Task instructions: Retype all of the records precisely.
[Opening Supplied material section]
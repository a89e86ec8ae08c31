use crate::{
    entities::{assessment, course, course_faculty, department, faculty, user},
    error::ServiceError,
};
use log::debug;
use models::{role::Role, term::Term};
use sea_orm::{ColumnTrait, ConnectionTrait, EntityTrait, QueryFilter};
use uuid::Uuid;

/// The authenticated caller, resolved from the token subject.
///
/// Every capability check lives here so handlers never branch on roles
/// themselves. Checks are read-only.
#[derive(Debug, Clone)]
pub struct Principal {
    pub user: user::Model,
}

impl Principal {
    /// Loads the active user behind a token subject
    pub async fn resolve<C: ConnectionTrait>(db: &C, user_id: Uuid) -> Result<Self, ServiceError> {
        let user = user::Entity::find_by_id(user_id)
            .filter(user::Column::IsActive.eq(true))
            .one(db)
            .await?
            .ok_or(ServiceError::Unauthenticated)?;

        Ok(Self { user })
    }

    pub fn user_id(&self) -> Uuid {
        self.user.id
    }

    pub fn role(&self) -> Role {
        self.user.role
    }

    pub fn is_admin(&self) -> bool {
        self.user.role == Role::Admin
    }

    /// The caller's active faculty profile.
    ///
    /// Every faculty-scoped operation starts here, before touching any
    /// target entity.
    pub async fn faculty_profile<C: ConnectionTrait>(
        &self,
        db: &C,
    ) -> Result<faculty::Model, ServiceError> {
        faculty::Entity::find()
            .filter(faculty::Column::UserId.eq(self.user.id))
            .filter(faculty::Column::IsActive.eq(true))
            .one(db)
            .await?
            .ok_or(ServiceError::FacultyProfileNotFound)
    }

    /// Whether the caller may manage the given department's catalog
    pub fn can_manage_department(&self, department: &department::Model) -> bool {
        self.is_admin()
            || (self.user.role == Role::Hod && department.hod_id == Some(self.user.id))
    }

    pub async fn require_department_manager<C: ConnectionTrait>(
        &self,
        db: &C,
        department_id: Uuid,
    ) -> Result<department::Model, ServiceError> {
        let department = department::Entity::find_by_id(department_id)
            .one(db)
            .await?
            .ok_or_else(|| ServiceError::not_found("Department", department_id))?;

        if !self.can_manage_department(&department) {
            debug!(
                "User {} denied management of department {}",
                self.user.id, department.id
            );
            return Err(ServiceError::forbidden(
                "You are not the HOD of this department",
            ));
        }

        Ok(department)
    }

    /// The department this caller heads
    pub async fn headed_department<C: ConnectionTrait>(
        &self,
        db: &C,
    ) -> Result<department::Model, ServiceError> {
        if !self.role().manages_departments() {
            return Err(ServiceError::forbidden("Only a HOD may perform this action"));
        }

        let mut query = department::Entity::find();
        query = match self.user.department_id {
            Some(department_id) if self.is_admin() => {
                query.filter(department::Column::Id.eq(department_id))
            }
            _ => query.filter(department::Column::HodId.eq(self.user.id)),
        };

        query
            .one(db)
            .await?
            .ok_or_else(|| ServiceError::forbidden("You are not the HOD of any department"))
    }

    /// Resolves a course and checks the caller heads its department
    pub async fn require_course_hod<C: ConnectionTrait>(
        &self,
        db: &C,
        course_id: Uuid,
    ) -> Result<course::Model, ServiceError> {
        let course = course::Entity::find_by_id(course_id)
            .one(db)
            .await?
            .ok_or_else(|| ServiceError::not_found("Course", course_id))?;

        self.require_department_manager(db, course.department_id)
            .await?;

        Ok(course)
    }

    /// Resolves a faculty member and checks the caller heads their department
    pub async fn require_faculty_hod<C: ConnectionTrait>(
        &self,
        db: &C,
        faculty_id: Uuid,
    ) -> Result<faculty::Model, ServiceError> {
        let faculty = faculty::Entity::find_by_id(faculty_id)
            .one(db)
            .await?
            .ok_or_else(|| ServiceError::not_found("Faculty", faculty_id))?;

        self.require_department_manager(db, faculty.department_id)
            .await?;

        Ok(faculty)
    }
}

/// Finds the faculty's assignment to a course, optionally for one term
pub async fn find_assignment<C: ConnectionTrait>(
    db: &C,
    faculty_id: Uuid,
    course_id: Uuid,
    term: Option<Term>,
) -> Result<Option<course_faculty::Model>, ServiceError> {
    let mut query = course_faculty::Entity::find()
        .filter(course_faculty::Column::FacultyId.eq(faculty_id))
        .filter(course_faculty::Column::CourseId.eq(course_id));

    if let Some(term) = term {
        query = query
            .filter(course_faculty::Column::Semester.eq(term.semester))
            .filter(course_faculty::Column::Year.eq(term.year));
    }

    Ok(query.one(db).await?)
}

/// Requires the faculty to teach the course (in the given term, if any)
pub async fn require_assignment<C: ConnectionTrait>(
    db: &C,
    faculty_id: Uuid,
    course_id: Uuid,
    term: Option<Term>,
) -> Result<course_faculty::Model, ServiceError> {
    find_assignment(db, faculty_id, course_id, term)
        .await?
        .ok_or(ServiceError::NotAssigned { course_id, term })
}

/// Only the creator may change an assessment's structure or lock state
pub fn can_manage_assessment(faculty: &faculty::Model, assessment: &assessment::Model) -> bool {
    assessment.faculty_id == faculty.id
}

pub fn require_assessment_owner(
    faculty: &faculty::Model,
    assessment: &assessment::Model,
    action: &str,
) -> Result<(), ServiceError> {
    if can_manage_assessment(faculty, assessment) {
        Ok(())
    } else {
        Err(ServiceError::forbidden(format!(
            "You do not have permission to {action} this assessment"
        )))
    }
}

/// Whether the faculty may read (and enter marks for) an assessment: its
/// creator, or anyone assigned to its course in the assessment's term
pub async fn can_view_assessment<C: ConnectionTrait>(
    db: &C,
    faculty: &faculty::Model,
    assessment: &assessment::Model,
) -> Result<bool, ServiceError> {
    if can_manage_assessment(faculty, assessment) {
        return Ok(true);
    }

    let term = Term::new(assessment.semester, assessment.year);
    Ok(find_assignment(db, faculty.id, assessment.course_id, Some(term))
        .await?
        .is_some())
}

pub async fn require_assessment_reader<C: ConnectionTrait>(
    db: &C,
    faculty: &faculty::Model,
    assessment: &assessment::Model,
) -> Result<(), ServiceError> {
    if can_view_assessment(db, faculty, assessment).await? {
        Ok(())
    } else {
        Err(ServiceError::forbidden(
            "You do not have permission to view this assessment",
        ))
    }
}

/// Loads an active assessment
pub async fn find_active_assessment<C: ConnectionTrait>(
    db: &C,
    assessment_id: Uuid,
) -> Result<assessment::Model, ServiceError> {
    assessment::Entity::find_by_id(assessment_id)
        .filter(assessment::Column::IsActive.eq(true))
        .one(db)
        .await?
        .ok_or_else(|| ServiceError::not_found("Assessment", assessment_id))
}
[Closing Supplied material section]
Answer section:
repository a89e86ec8ae08c31
use crate::{
    entities::{assessment, course, course_faculty, department, faculty, user},
    error::ServiceError,
};
use log::debug;
use models::{role::Role, term::Term};
use sea_orm::{ColumnTrait, ConnectionTrait, EntityTrait, QueryFilter};
use uuid::Uuid;

/// The authenticated caller, resolved from the token subject.
///
/// Every capability check lives here so handlers never branch on roles
/// themselves. Checks are read-only.
#[derive(Debug, Clone)]
pub struct Principal {
    pub user: user::Model,
}

impl Principal {
    /// Loads the active user behind a token subject
    pub async fn resolve<C: ConnectionTrait>(db: &C, user_id: Uuid) -> Result<Self, ServiceError> {
        let user = user::Entity::find_by_id(user_id)
            .filter(user::Column::IsActive.eq(true))
            .one(db)
            .await?
            .ok_or(ServiceError::Unauthenticated)?;

        Ok(Self { user })
    }

    pub fn user_id(&self) -> Uuid {
        self.user.id
    }

    pub fn role(&self) -> Role {
        self.user.role
    }

    pub fn is_admin(&self) -> bool {
        self.user.role == Role::Admin
    }

    /// The caller's active faculty profile.
    ///
    /// Every faculty-scoped operation starts here, before touching any
    /// target entity.
    pub async fn faculty_profile<C: ConnectionTrait>(
        &self,
        db: &C,
    ) -> Result<faculty::Model, ServiceError> {
        faculty::Entity::find()
            .filter(faculty::Column::UserId.eq(self.user.id))
            .filter(faculty::Column::IsActive.eq(true))
            .one(db)
            .await?
            .ok_or(ServiceError::FacultyProfileNotFound)
    }

    /// Whether the caller may manage the given department's catalog
    pub fn can_manage_department(&self, department: &department::Model) -> bool {
        self.is_admin()
            || (self.user.role == Role::Hod && department.hod_id == Some(self.user.id))
    }

    pub async fn require_department_manager<C: ConnectionTrait>(
        &self,
        db: &C,
        department_id: Uuid,
    ) -> Result<department::Model, ServiceError> {
        let department = department::Entity::find_by_id(department_id)
            .one(db)
            .await?
            .ok_or_else(|| ServiceError::not_found("Department", department_id))?;

        if !self.can_manage_department(&department) {
            debug!(
                "User {} denied management of department {}",
                self.user.id, department.id
            );
            return Err(ServiceError::forbidden(
                "You are not the HOD of this department",
            ));
        }

        Ok(department)
    }

    /// The department this caller heads
    pub async fn headed_department<C: ConnectionTrait>(
        &self,
        db: &C,
    ) -> Result<department::Model, ServiceError> {
        if !self.role().manages_departments() {
            return Err(ServiceError::forbidden("Only a HOD may perform this action"));
        }

        let mut query = department::Entity::find();
        query = match self.user.department_id {
            Some(department_id) if self.is_admin() => {
                query.filter(department::Column::Id.eq(department_id))
            }
            _ => query.filter(department::Column::HodId.eq(self.user.id)),
        };

        query
            .one(db)
            .await?
            .ok_or_else(|| ServiceError::forbidden("You are not the HOD of any department"))
    }

    /// Resolves a course and checks the caller heads its department
    pub async fn require_course_hod<C: ConnectionTrait>(
        &self,
        db: &C,
        course_id: Uuid,
    ) -> Result<course::Model, ServiceError> {
        let course = course::Entity::find_by_id(course_id)
            .one(db)
            .await?
            .ok_or_else(|| ServiceError::not_found("Course", course_id))?;

        self.require_department_manager(db, course.department_id)
            .await?;

        Ok(course)
    }

    /// Resolves a faculty member and checks the caller heads their department
    pub async fn require_faculty_hod<C: ConnectionTrait>(
        &self,
        db: &C,
        faculty_id: Uuid,
    ) -> Result<faculty::Model, ServiceError> {
        let faculty = faculty::Entity::find_by_id(faculty_id)
            .one(db)
            .await?
            .ok_or_else(|| ServiceError::not_found("Faculty", faculty_id))?;

        self.require_department_manager(db, faculty.department_id)
            .await?;

        Ok(faculty)
    }
}

/// Finds the faculty's assignment to a course, optionally for one term
pub async fn find_assignment<C: ConnectionTrait>(
    db: &C,
    faculty_id: Uuid,
    course_id: Uuid,
    term: Option<Term>,
) -> Result<Option<course_faculty::Model>, ServiceError> {
    let mut query = course_faculty::Entity::find()
        .filter(course_faculty::Column::FacultyId.eq(faculty_id))
        .filter(course_faculty::Column::CourseId.eq(course_id));

    if let Some(term) = term {
        query = query
            .filter(course_faculty::Column::Semester.eq(term.semester))
            .filter(course_faculty::Column::Year.eq(term.year));
    }

    Ok(query.one(db).await?)
}

/// Requires the faculty to teach the course (in the given term, if any)
pub async fn require_assignment<C: ConnectionTrait>(
    db: &C,
    faculty_id: Uuid,
    course_id: Uuid,
    term: Option<Term>,
) -> Result<course_faculty::Model, ServiceError> {
    find_assignment(db, faculty_id, course_id, term)
        .await?
        .ok_or(ServiceError::NotAssigned { course_id, term })
}

/// Only the creator may change an assessment's structure or lock state
pub fn can_manage_assessment(faculty: &faculty::Model, assessment: &assessment::Model) -> bool {
    assessment.faculty_id == faculty.id
}

pub fn require_assessment_owner(
    faculty: &faculty::Model,
    assessment: &assessment::Model,
    action: &str,
) -> Result<(), ServiceError> {
    if can_manage_assessment(faculty, assessment) {
        Ok(())
    } else {
        Err(ServiceError::forbidden(format!(
            "You do not have permission to {action} this assessment"
        )))
    }
}

/// Whether the faculty may read (and enter marks for) an assessment: its
/// creator, or anyone assigned to its course in the assessment's term
pub async fn can_view_assessment<C: ConnectionTrait>(
    db: &C,
    faculty: &faculty::Model,
    assessment: &assessment::Model,
) -> Result<bool, ServiceError> {
    if can_manage_assessment(faculty, assessment) {
        return Ok(true);
    }

    let term = Term::new(assessment.semester, assessment.year);
    Ok(find_assignment(db, faculty.id, assessment.course_id, Some(term))
        .await?
        .is_some())
}

pub async fn require_assessment_reader<C: ConnectionTrait>(
    db: &C,
    faculty: &faculty::Model,
    assessment: &assessment::Model,
) -> Result<(), ServiceError> {
    if can_view_assessment(db, faculty, assessment).await? {
        Ok(())
    } else {
        Err(ServiceError::forbidden(
            "You do not have permission to view this assessment",
        ))
    }
}

/// Loads an active assessment
pub async fn find_active_assessment<C: ConnectionTrait>(
    db: &C,
    assessment_id: Uuid,
) -> Result<assessment::Model, ServiceError> {
    assessment::Entity::find_by_id(assessment_id)
        .filter(assessment::Column::IsActive.eq(true))
        .one(db)
        .await?
        .ok_or_else(|| ServiceError::not_found("Assessment", assessment_id))
}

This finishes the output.